**Material shown:**
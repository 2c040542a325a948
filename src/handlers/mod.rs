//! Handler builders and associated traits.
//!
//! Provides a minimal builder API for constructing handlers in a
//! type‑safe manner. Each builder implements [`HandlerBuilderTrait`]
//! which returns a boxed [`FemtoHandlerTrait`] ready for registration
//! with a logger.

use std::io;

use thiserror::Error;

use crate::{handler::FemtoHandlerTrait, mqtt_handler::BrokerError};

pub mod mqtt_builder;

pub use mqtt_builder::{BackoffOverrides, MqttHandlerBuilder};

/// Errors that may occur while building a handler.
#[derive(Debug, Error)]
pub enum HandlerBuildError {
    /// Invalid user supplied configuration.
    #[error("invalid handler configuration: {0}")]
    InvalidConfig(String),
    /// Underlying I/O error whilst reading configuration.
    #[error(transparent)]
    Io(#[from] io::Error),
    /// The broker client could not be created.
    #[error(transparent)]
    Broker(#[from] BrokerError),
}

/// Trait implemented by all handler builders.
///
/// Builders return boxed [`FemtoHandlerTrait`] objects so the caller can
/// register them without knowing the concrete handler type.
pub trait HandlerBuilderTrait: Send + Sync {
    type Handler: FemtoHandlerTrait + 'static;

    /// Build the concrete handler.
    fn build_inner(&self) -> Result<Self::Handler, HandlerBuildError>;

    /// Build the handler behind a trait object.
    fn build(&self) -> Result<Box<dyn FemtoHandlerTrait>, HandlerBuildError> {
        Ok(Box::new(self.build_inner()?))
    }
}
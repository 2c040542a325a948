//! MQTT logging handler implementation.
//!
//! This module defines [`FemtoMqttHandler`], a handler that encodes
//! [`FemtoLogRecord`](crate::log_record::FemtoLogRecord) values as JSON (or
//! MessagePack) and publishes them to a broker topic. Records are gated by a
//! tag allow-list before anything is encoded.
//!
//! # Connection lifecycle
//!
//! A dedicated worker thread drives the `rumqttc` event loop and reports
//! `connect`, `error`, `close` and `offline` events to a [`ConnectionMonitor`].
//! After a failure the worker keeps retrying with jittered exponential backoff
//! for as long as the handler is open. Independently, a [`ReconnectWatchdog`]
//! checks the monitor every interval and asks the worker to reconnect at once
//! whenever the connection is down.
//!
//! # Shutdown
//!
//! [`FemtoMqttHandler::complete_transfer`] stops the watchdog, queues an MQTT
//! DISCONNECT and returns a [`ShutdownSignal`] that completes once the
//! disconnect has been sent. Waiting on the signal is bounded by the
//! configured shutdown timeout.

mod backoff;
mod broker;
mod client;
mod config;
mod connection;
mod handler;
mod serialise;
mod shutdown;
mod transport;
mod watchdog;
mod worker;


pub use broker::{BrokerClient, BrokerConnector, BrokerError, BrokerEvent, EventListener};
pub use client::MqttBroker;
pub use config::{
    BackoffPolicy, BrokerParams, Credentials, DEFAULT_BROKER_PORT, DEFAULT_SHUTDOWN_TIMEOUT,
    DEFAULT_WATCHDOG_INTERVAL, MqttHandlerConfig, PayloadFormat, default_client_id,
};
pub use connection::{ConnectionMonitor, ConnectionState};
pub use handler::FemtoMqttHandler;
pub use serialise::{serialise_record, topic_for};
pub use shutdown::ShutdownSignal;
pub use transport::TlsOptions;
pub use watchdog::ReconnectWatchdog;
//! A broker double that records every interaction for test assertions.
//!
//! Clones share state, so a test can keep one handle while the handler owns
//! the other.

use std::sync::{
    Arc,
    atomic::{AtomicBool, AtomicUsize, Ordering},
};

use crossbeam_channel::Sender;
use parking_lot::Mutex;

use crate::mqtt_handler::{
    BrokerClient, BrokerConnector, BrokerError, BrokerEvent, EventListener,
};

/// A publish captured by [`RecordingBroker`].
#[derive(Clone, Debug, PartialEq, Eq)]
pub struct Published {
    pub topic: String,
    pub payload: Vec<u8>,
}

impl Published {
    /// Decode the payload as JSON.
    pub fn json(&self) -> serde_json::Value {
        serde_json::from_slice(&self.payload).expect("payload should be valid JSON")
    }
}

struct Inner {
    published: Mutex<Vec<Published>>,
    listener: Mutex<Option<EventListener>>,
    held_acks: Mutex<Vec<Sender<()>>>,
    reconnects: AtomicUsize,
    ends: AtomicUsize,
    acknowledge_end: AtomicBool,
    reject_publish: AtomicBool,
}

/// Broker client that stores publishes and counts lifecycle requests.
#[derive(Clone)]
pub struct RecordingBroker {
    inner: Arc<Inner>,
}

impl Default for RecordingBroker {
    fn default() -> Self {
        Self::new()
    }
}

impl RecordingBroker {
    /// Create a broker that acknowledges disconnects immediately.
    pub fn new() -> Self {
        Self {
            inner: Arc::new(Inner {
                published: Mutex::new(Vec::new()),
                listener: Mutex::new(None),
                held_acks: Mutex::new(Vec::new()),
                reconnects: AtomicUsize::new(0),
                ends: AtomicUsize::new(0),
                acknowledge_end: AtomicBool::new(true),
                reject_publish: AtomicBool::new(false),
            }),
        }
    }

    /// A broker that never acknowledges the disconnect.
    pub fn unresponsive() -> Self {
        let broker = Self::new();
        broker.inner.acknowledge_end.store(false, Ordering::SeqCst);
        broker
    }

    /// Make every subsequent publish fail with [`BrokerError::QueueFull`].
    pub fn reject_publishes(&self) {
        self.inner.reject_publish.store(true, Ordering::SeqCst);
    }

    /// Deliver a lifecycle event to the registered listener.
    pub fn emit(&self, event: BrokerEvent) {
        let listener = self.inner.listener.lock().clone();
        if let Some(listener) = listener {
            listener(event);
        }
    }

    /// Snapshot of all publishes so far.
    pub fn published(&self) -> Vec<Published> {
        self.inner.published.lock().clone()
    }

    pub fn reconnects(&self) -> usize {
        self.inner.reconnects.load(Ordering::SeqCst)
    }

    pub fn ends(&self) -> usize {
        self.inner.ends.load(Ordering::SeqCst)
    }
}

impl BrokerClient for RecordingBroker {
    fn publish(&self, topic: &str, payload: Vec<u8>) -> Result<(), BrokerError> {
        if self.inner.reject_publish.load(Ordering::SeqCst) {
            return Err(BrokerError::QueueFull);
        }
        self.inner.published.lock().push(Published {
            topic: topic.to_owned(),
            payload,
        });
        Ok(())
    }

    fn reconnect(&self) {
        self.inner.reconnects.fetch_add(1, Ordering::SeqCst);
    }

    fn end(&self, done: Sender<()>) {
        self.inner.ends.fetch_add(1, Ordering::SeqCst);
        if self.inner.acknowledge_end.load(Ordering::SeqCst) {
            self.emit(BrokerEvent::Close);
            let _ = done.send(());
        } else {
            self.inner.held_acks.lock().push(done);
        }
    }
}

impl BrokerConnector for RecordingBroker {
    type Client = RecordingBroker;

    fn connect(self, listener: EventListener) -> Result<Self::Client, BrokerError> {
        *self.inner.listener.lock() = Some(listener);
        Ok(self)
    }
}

**Exercise:**
Please return all lines above in which the string "BrokerEvent" is found.

**Exercise response:**
pub use broker::{BrokerClient, BrokerConnector, BrokerError, BrokerEvent, EventListener};
    BrokerClient, BrokerConnector, BrokerError, BrokerEvent, EventListener,
    pub fn emit(&self, event: BrokerEvent) {
            self.emit(BrokerEvent::Close);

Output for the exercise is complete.